Supplied material:
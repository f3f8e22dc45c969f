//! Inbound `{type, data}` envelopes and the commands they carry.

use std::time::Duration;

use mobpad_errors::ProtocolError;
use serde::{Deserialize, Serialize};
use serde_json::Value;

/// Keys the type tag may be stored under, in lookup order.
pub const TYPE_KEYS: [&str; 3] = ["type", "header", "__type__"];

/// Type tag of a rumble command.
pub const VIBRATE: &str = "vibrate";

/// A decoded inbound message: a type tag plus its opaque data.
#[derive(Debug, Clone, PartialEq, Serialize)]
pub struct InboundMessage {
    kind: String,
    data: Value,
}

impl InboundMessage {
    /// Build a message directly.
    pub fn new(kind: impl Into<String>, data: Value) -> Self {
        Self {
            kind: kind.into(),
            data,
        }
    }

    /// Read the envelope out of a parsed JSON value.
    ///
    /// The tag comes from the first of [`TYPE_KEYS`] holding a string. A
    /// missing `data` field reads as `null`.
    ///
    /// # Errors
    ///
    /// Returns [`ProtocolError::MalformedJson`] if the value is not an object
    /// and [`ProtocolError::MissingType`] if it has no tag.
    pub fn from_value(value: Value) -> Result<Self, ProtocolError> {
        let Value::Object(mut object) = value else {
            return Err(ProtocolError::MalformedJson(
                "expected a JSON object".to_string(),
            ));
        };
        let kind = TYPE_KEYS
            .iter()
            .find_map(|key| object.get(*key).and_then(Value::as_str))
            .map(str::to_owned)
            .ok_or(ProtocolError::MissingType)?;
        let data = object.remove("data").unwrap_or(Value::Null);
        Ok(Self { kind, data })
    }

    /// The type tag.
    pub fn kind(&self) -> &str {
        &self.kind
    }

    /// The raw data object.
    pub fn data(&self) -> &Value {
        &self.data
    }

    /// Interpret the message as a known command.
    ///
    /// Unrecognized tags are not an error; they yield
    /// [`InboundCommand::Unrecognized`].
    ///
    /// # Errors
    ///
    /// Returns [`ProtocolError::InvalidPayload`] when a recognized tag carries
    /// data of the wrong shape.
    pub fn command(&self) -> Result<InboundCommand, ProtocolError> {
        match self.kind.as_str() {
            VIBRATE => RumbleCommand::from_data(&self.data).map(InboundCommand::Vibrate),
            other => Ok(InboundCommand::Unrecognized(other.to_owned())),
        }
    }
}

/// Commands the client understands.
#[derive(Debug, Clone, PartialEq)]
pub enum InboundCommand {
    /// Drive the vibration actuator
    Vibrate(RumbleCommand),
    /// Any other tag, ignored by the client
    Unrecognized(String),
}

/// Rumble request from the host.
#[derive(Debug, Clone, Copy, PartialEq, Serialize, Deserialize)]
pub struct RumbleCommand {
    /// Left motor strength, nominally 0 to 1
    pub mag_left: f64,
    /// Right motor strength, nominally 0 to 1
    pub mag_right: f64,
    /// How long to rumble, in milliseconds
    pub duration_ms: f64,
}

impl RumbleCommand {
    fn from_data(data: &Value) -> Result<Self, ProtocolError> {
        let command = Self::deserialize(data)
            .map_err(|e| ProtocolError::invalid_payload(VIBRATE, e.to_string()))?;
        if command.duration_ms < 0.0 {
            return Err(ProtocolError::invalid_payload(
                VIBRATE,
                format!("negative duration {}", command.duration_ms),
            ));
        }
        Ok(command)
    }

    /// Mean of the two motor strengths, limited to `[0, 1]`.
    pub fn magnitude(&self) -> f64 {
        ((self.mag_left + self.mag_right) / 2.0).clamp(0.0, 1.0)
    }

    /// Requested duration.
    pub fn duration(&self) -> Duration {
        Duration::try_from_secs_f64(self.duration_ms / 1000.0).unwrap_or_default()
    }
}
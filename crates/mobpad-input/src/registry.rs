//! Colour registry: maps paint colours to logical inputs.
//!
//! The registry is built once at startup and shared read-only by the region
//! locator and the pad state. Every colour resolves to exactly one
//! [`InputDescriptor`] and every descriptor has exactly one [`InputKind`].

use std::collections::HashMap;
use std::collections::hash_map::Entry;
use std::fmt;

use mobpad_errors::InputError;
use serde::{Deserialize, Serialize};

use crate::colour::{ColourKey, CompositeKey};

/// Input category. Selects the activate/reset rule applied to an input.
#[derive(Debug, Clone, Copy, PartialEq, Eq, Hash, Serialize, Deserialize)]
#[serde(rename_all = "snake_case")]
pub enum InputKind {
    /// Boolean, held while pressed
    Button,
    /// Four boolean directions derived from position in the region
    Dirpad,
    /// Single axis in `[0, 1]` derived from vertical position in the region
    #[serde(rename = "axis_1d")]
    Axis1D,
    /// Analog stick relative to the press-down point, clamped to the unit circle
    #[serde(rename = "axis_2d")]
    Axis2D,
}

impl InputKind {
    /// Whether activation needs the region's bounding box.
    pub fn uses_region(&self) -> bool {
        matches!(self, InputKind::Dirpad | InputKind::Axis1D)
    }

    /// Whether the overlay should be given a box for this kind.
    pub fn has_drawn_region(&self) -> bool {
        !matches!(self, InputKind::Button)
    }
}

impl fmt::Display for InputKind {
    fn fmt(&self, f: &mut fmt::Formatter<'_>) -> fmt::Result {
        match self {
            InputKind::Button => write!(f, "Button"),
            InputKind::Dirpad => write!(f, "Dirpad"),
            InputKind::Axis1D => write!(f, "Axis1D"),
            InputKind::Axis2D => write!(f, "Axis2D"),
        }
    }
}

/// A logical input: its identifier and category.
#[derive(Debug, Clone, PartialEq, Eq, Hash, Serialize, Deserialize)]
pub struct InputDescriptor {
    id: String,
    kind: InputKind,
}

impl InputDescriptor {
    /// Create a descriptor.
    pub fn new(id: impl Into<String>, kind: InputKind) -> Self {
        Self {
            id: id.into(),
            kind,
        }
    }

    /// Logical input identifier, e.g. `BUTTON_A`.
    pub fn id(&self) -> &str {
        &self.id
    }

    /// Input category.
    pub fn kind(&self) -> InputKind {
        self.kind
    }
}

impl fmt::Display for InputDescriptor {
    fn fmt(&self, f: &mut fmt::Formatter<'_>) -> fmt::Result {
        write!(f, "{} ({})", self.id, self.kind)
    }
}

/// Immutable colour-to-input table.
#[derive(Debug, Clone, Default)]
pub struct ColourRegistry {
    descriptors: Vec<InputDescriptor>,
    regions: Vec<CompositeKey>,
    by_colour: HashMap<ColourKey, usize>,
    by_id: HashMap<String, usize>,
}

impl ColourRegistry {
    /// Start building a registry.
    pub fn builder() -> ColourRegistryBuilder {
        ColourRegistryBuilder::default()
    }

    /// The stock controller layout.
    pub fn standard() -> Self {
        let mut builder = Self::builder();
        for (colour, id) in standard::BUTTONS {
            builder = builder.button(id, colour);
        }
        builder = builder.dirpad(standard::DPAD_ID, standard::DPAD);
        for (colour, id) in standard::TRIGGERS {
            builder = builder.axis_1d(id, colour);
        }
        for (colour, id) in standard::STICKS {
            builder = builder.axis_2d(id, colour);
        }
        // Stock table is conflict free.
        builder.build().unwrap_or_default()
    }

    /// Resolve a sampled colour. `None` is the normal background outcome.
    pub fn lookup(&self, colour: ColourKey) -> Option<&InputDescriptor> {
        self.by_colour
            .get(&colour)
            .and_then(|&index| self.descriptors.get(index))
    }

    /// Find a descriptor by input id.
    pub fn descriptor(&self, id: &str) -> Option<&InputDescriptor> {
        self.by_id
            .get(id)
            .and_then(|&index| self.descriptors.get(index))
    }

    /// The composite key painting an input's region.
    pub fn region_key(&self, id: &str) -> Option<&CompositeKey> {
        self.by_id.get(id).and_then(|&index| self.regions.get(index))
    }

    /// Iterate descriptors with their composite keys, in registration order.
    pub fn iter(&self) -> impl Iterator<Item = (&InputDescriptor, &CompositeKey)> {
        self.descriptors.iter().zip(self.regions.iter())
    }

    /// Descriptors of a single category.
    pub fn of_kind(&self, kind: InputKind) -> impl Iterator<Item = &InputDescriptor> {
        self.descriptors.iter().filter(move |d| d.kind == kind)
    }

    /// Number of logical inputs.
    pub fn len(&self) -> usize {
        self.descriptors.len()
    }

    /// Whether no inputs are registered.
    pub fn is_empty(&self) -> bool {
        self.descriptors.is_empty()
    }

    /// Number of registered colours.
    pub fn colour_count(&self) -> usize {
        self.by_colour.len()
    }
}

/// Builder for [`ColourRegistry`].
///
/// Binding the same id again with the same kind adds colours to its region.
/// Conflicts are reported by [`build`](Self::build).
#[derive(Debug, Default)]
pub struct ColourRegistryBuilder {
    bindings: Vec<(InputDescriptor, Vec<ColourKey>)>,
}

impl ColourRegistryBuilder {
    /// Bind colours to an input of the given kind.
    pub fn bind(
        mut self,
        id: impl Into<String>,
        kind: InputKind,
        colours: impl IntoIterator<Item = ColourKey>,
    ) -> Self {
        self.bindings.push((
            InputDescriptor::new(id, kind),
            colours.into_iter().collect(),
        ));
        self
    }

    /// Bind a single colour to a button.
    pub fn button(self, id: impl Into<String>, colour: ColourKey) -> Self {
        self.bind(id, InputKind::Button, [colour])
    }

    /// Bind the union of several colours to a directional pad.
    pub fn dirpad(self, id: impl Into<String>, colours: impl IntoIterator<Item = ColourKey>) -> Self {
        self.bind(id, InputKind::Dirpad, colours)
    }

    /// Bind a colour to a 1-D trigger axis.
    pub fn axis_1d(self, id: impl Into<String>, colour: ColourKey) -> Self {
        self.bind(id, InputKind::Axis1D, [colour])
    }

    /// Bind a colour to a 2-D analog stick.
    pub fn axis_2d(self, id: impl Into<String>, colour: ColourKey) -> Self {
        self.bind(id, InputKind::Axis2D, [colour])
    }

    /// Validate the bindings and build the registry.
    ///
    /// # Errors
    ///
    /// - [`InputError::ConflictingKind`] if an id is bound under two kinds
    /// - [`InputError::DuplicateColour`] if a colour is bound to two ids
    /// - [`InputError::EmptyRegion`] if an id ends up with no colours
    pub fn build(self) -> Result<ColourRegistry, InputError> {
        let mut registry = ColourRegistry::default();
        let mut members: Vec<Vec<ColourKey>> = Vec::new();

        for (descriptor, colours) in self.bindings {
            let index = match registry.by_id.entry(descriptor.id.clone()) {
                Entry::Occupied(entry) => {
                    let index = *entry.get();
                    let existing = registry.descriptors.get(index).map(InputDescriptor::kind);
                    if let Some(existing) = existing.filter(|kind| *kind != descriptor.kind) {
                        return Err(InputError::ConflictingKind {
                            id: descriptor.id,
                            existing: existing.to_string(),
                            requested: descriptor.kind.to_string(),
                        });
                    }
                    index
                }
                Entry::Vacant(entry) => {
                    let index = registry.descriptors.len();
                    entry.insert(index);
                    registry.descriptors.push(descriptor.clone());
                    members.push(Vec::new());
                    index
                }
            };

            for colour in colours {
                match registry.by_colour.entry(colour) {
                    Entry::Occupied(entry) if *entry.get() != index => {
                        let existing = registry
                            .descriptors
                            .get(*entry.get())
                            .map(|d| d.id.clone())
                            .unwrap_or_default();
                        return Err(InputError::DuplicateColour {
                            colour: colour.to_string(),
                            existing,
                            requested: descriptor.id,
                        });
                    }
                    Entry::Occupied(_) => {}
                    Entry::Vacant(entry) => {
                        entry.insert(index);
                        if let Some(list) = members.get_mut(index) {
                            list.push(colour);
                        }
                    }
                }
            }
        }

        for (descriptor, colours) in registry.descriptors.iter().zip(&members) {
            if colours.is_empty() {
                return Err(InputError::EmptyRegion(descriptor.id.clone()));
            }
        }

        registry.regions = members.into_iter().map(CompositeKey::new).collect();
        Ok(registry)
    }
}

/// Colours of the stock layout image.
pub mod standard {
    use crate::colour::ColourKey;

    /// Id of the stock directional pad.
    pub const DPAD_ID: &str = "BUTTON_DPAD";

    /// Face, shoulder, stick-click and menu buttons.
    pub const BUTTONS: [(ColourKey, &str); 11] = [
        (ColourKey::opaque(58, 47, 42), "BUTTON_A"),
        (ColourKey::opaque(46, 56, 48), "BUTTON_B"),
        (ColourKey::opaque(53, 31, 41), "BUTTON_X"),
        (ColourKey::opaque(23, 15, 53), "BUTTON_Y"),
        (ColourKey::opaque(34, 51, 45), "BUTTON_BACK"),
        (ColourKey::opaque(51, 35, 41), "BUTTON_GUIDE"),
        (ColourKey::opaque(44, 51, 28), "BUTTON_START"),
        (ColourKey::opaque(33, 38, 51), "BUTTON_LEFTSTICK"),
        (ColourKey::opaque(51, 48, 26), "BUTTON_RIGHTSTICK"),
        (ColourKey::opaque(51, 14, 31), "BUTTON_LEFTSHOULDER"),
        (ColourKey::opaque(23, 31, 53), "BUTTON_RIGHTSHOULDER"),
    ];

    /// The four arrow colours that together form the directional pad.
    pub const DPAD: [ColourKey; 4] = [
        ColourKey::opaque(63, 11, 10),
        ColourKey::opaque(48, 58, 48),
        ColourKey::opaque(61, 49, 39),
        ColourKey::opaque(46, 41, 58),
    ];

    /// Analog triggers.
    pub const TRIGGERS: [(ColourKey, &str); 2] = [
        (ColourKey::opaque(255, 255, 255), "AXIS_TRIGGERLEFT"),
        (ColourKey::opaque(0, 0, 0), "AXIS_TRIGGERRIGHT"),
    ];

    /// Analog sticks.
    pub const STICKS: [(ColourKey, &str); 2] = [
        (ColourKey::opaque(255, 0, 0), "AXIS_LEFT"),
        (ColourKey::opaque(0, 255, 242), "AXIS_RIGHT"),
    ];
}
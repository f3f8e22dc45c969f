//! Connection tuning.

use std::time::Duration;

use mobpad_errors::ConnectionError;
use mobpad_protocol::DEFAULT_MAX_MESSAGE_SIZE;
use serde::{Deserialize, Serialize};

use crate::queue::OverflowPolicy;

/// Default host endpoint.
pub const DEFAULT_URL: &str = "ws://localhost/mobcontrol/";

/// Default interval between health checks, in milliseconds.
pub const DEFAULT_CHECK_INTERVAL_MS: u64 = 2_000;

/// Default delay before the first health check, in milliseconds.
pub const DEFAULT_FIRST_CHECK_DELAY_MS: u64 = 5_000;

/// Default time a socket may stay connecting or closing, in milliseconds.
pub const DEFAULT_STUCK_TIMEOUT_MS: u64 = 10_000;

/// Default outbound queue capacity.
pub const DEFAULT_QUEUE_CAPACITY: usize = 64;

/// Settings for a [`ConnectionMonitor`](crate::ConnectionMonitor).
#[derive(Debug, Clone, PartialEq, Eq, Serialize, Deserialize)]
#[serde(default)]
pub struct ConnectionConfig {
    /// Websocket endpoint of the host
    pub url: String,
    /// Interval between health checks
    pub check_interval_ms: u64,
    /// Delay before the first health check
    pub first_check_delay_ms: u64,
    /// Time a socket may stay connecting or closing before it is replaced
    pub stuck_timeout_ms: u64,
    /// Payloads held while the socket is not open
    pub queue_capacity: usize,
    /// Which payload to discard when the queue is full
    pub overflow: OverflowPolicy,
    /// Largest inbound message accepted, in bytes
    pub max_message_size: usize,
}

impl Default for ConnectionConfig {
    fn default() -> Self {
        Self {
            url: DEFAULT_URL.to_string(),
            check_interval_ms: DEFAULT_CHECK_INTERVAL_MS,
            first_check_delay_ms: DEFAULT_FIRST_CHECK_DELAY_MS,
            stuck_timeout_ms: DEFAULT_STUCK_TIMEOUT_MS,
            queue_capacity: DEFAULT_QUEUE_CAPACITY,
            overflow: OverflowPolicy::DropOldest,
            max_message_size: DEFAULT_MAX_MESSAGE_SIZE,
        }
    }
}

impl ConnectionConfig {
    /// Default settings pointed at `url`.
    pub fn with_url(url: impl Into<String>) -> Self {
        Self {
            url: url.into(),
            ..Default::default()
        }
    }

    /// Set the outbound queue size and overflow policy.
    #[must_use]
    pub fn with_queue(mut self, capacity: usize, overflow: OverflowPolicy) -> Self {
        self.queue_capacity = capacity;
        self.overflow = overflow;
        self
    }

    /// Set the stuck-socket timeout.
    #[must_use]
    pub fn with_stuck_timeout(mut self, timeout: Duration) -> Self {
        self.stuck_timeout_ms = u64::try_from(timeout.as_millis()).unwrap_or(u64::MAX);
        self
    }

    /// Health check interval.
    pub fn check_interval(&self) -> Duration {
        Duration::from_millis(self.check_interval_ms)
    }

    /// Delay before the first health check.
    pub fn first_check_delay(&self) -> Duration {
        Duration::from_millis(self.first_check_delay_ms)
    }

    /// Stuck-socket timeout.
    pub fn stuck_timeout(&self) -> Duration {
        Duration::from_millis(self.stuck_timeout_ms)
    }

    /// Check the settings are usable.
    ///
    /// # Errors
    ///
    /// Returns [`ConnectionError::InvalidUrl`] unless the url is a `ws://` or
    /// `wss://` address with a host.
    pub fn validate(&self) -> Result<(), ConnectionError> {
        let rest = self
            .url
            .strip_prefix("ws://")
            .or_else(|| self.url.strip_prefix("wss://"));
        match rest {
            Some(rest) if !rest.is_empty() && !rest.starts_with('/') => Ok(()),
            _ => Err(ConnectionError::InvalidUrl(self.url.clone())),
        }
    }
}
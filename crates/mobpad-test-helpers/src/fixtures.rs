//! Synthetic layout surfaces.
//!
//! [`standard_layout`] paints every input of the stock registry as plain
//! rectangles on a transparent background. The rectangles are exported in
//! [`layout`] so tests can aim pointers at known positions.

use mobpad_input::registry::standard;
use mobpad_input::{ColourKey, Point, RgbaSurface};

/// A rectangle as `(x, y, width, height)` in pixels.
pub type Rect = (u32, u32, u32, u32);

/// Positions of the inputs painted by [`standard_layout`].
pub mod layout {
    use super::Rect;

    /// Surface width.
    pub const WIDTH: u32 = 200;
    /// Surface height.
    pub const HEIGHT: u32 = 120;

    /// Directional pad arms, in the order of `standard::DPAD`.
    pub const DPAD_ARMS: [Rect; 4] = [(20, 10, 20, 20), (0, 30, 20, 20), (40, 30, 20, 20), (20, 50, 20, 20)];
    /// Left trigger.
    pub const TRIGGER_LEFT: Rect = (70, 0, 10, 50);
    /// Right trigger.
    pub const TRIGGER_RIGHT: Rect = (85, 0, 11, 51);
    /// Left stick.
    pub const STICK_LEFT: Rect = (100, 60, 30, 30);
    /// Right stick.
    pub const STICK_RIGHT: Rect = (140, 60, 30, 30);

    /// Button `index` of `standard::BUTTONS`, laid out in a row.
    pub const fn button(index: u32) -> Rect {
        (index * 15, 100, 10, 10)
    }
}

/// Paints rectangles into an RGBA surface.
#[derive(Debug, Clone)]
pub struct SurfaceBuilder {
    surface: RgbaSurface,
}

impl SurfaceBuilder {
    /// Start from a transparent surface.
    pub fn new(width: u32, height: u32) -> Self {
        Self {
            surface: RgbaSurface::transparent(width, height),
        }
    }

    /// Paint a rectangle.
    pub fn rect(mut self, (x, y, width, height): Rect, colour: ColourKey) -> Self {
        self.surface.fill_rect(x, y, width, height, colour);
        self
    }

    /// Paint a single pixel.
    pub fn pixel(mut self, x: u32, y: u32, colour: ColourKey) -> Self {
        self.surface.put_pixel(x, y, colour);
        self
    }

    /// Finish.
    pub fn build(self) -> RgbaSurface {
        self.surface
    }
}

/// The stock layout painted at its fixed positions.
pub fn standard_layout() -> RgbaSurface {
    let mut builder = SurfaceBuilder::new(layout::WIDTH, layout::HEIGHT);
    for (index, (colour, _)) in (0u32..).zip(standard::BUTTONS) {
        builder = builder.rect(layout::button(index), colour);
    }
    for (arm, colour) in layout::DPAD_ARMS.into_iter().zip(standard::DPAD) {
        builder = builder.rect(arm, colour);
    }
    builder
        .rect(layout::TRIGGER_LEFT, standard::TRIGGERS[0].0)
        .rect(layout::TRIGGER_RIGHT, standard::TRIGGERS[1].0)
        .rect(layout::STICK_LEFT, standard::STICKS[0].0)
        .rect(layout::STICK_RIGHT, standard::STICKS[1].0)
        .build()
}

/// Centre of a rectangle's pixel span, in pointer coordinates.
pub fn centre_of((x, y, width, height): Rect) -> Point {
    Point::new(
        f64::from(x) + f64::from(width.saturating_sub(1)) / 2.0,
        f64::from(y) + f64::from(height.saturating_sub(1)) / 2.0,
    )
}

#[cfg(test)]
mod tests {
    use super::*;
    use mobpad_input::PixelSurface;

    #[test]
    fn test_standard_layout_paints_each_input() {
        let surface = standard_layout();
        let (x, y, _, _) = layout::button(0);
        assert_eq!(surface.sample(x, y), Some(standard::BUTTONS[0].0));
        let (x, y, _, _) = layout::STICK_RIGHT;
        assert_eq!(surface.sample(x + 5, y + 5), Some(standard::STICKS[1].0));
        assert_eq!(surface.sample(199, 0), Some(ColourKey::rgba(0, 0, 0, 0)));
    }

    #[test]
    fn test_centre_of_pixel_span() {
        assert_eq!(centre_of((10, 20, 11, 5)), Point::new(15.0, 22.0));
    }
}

Problem to solve: Pull out all lines containing the word "milliseconds" from the entries above.

Task answer:
    /// How long to rumble, in milliseconds
/// Default interval between health checks, in milliseconds.
/// Default delay before the first health check, in milliseconds.
/// Default time a socket may stay connecting or closing, in milliseconds.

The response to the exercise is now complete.